Preclinical development of humanized monoclonal antibodies against CD169 as a broad antiviral therapeutic strategy

Patricia Resa-Infante  1 Itziar Erkizia  2 Xabier Muñiz-Trabudua  2 Federica Linty  3 Arthur E H Bentlage  3 Daniel Perez-Zsolt  2 Jordana Muñoz-Basagoiti  2 Dàlia Raïch-Regué  2 Nuria Izquierdo-Useros  2 Theo Rispens  4 Gestur Vidarsson  3 Javier Martinez-Picado  5
Affiliations

Preclinical development of humanized monoclonal antibodies against CD169 as a broad antiviral therapeutic strategy

Patricia Resa-Infante et al.

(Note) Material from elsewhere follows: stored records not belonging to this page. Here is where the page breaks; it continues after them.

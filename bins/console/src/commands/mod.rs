//! Console command implementations.

pub mod budget;
pub mod offers;
pub mod rates;
pub mod requests;

pub use budget::BudgetCommands;
pub use offers::OffersCommands;
pub use rates::RatesCommands;
pub use requests::RequestCommands;
//! HTTP client for the Procura backend API.
//!
//! [`BackendClient`] wraps `reqwest` and exposes one async method per
//! backend endpoint. Responses decode straight into the domain types
//! from `procura-core`; the [`dto`] module covers the envelopes and
//! write payloads the backend's JSON shapes dictate. Calls are
//! point-to-point with no retries; failures classify into
//! `procura_shared::AppError` by HTTP status.

pub mod client;
pub mod dto;

pub use client::BackendClient;
pub use dto::Session;
//! Typed IDs for type-safe entity references.
//!
//! Using typed IDs prevents accidentally passing a `SupplierId` where an
//! `ArticleId` is expected. The backend addresses rows by integer id and
//! addresses requests and users by string code, so both flavors live here.

use serde::{Deserialize, Serialize};

/// Macro to generate typed ID wrappers over the backend's integer keys.
macro_rules! typed_id {
    ($name:ident, $doc:expr) => {
        #[doc = $doc]
        #[derive(Debug, Clone, Copy, PartialEq, Eq, Hash, Serialize, Deserialize)]
        #[serde(transparent)]
        pub struct $name(pub i64);

        impl $name {
            /// Creates an ID from a raw integer key.
            #[must_use]
            pub const fn new(id: i64) -> Self {
                Self(id)
            }

            /// Returns the inner integer key.
            #[must_use]
            pub const fn into_inner(self) -> i64 {
                self.0
            }
        }

        impl std::fmt::Display for $name {
            fn fmt(&self, f: &mut std::fmt::Formatter<'_>) -> std::fmt::Result {
                write!(f, "{}", self.0)
            }
        }

        impl std::str::FromStr for $name {
            type Err = std::num::ParseIntError;

            fn from_str(s: &str) -> Result<Self, Self::Err> {
                Ok(Self(s.parse()?))
            }
        }
    };
}

/// Macro to generate typed wrappers over the backend's string codes.
macro_rules! typed_code {
    ($name:ident, $doc:expr) => {
        #[doc = $doc]
        #[derive(Debug, Clone, PartialEq, Eq, Hash, Serialize, Deserialize)]
        #[serde(transparent)]
        pub struct $name(pub String);

        impl $name {
            /// Creates a code from any string-like value.
            pub fn new(code: impl Into<String>) -> Self {
                Self(code.into())
            }

            /// Returns the code as a string slice.
            #[must_use]
            pub fn as_str(&self) -> &str {
                &self.0
            }
        }

        impl std::fmt::Display for $name {
            fn fmt(&self, f: &mut std::fmt::Formatter<'_>) -> std::fmt::Result {
                write!(f, "{}", self.0)
            }
        }

        impl From<&str> for $name {
            fn from(s: &str) -> Self {
                Self(s.to_string())
            }
        }

        impl From<String> for $name {
            fn from(s: String) -> Self {
                Self(s)
            }
        }

        impl std::str::FromStr for $name {
            type Err = std::convert::Infallible;

            fn from_str(s: &str) -> Result<Self, Self::Err> {
                Ok(Self(s.to_string()))
            }
        }
    };
}

typed_id!(ArticleId, "Unique identifier for a requested article line.");
typed_id!(SupplierId, "Unique identifier for a supplier.");
typed_id!(OfferId, "Unique identifier for a supplier offer line.");

typed_code!(
    RequestCode,
    "Business code addressing a purchase request (e.g., \"DA2024-0042\")."
);
typed_code!(UserCode, "Business code addressing a user account.");
//! Purchase request commands.

use anyhow::{Context, Result};
use clap::Subcommand;
use procura_client::BackendClient;
use procura_core::workflow::RequestWorkflow;
use procura_shared::config::AppConfig;
use procura_shared::types::{PageRequest, RequestCode, UserCode};

use crate::render::{self, Table};

/// Purchase request commands.
#[derive(Subcommand)]
pub enum RequestCommands {
    /// List a user's purchase requests, one page at a time
    List {
        /// User code the listing is scoped to
        #[arg(long)]
        user: UserCode,

        /// Page number, starting at 1
        #[arg(long, default_value_t = 1)]
        page: u32,
    },

    /// Show one request with its articles
    Show {
        /// Request code
        code: RequestCode,
    },

    /// Show the audit trail of a request
    History {
        /// Request code
        code: RequestCode,
    },

    /// Sign off a request awaiting executive review
    Validate {
        /// Request code
        code: RequestCode,

        /// Code of the reviewing user
        #[arg(long)]
        user: UserCode,

        /// Departement of the reviewing user (COO or CFO)
        #[arg(long)]
        departement: String,
    },

    /// Reject a request awaiting executive review
    Reject {
        /// Request code
        code: RequestCode,

        /// Code of the reviewing user
        #[arg(long)]
        user: UserCode,

        /// Departement of the reviewing user (COO or CFO)
        #[arg(long)]
        departement: String,
    },
}

impl RequestCommands {
    /// Dispatches the requests subcommand.
    pub async fn execute(self, client: &BackendClient, config: &AppConfig) -> Result<()> {
        match self {
            Self::List { user, page } => list(client, config, &user, page).await,
            Self::Show { code } => show(client, &code).await,
            Self::History { code } => history(client, &code).await,
            Self::Validate {
                code,
                user,
                departement,
            } => review(client, &code, &user, &departement, true).await,
            Self::Reject {
                code,
                user,
                departement,
            } => review(client, &code, &user, &departement, false).await,
        }
    }
}

async fn list(
    client: &BackendClient,
    config: &AppConfig,
    user: &UserCode,
    page: u32,
) -> Result<()> {
    let mut request = PageRequest::page(page);
    request.page_size = config.console.page_size;

    let listing = client.list_requests(user, request).await?;
    if listing.items.is_empty() {
        println!("No requests found for {user}.");
        return Ok(());
    }

    let mut table = Table::new(["Code", "Requester", "Opened", "Status"]);
    for item in &listing.items {
        table.row([
            item.code.to_string(),
            item.requester.full_name(),
            item.opened_at.format("%Y-%m-%d").to_string(),
            item.status_label().to_string(),
        ]);
    }
    print!("{table}");
    println!();
    println!(
        "Page {} of {} ({} requests)",
        request.page_number,
        listing.total_pages(request.page_size),
        listing.total_count
    );
    Ok(())
}

async fn show(client: &BackendClient, code: &RequestCode) -> Result<()> {
    let request = client.fetch_request(code).await?;
    let articles = client.fetch_articles(code).await?;

    let status = match request.status_label() {
        "" => "unknown",
        label => label,
    };
    println!("Request {code}");
    println!("Requester:  {}", request.requester.full_name());
    println!("Opened:     {}", request.opened_at.format("%Y-%m-%d %H:%M"));
    println!("Status:     {status}");
    println!();

    if articles.is_empty() {
        println!("No articles.");
        return Ok(());
    }
    let mut table = Table::new(["Article", "Description", "Qty", "Family", "Destination", "PO"]);
    for article in &articles {
        table.row([
            article.name.clone(),
            article.description.clone(),
            render::amount(article.quantity),
            article.famille_de_produit.clone().unwrap_or_default(),
            article.destination.clone().unwrap_or_default(),
            article.purchase_order.clone().unwrap_or_default(),
        ]);
    }
    print!("{table}");
    Ok(())
}

async fn history(client: &BackendClient, code: &RequestCode) -> Result<()> {
    let entries = client.fetch_history(code).await?;
    if entries.is_empty() {
        println!("No history recorded for {code}.");
        return Ok(());
    }

    let mut table = Table::new(["Date", "User", "Details"]);
    for entry in &entries {
        table.row([
            entry.date_changed.format("%Y-%m-%d %H:%M").to_string(),
            entry.user_code.to_string(),
            entry.details.clone(),
        ]);
    }
    print!("{table}");
    Ok(())
}

/// Validates or rejects a request after checking the reviewer is an
/// executive whose signature the request is actually waiting on.
async fn review(
    client: &BackendClient,
    code: &RequestCode,
    user: &UserCode,
    departement: &str,
    approve: bool,
) -> Result<()> {
    let request = client.fetch_request(code).await?;
    let status = request
        .status
        .context("The request carries a status this console does not know")?;
    let executive = RequestWorkflow::authorize_review(departement, status)?;

    if approve {
        client.validate_request(code, user).await?;
        match RequestWorkflow::next_after_validation(executive, status) {
            Some(next) => println!("{code} validated; status is now {}.", next.label()),
            None => println!("{code} validated."),
        }
    } else {
        client.reject_request(code, user).await?;
        println!("{code} rejected.");
    }
    Ok(())
}
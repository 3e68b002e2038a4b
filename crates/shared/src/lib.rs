//! Shared types, errors, and configuration for Procura.
//!
//! This crate provides common types used across all other crates:
//! - Money and currency types with decimal precision
//! - Typed IDs and entity codes for type-safe references
//! - Pagination types matching the backend list contract
//! - Application-wide error types
//! - Configuration management

pub mod config;
pub mod error;
pub mod types;

pub use config::AppConfig;
pub use error::{AppError, AppResult};
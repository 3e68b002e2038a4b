//! Exchange rates and EUR conversion.

pub mod conversion;
pub mod rates;

pub use conversion::{convert_to_eur, round_display};
pub use rates::{CurrencySettings, RateTable};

Biomed Pharmacother. 2024 Jun.

Abstract

New therapies to treat or prevent viral infections are essential, as recently observed during the COVID-19 pandemic. Here, we propose a therapeutic strategy based on monoclonal antibodies that block the specific interaction between the host receptor Siglec-1/CD169 and gangliosides embedded in the viral envelope. Antibodies are an excellent option for treating infectious diseases based on their high specificity, strong targeting affinity, and relatively low toxicity. Through a process of humanization, we optimized monoclonal antibodies to eliminate sequence liabilities and performed biophysical characterization. We demonstrated that they maintain their ability to block viral entry into myeloid cells. These molecular improvements during the discovery stage are key if we are to maximize efforts to develop new therapeutic strategies. Humanized monoclonal antibodies targeting CD169 provide new opportunities in the treatment of infections caused by ganglioside-containing enveloped viruses, which pose a constant threat to human health. In contrast with current neutralizing antibodies that bind antigens on the infectious particle, our antibodies can prevent several types of enveloped viruses interacting with host cells because they target the host CD169 protein, thus becoming a potential pan-antiviral therapy.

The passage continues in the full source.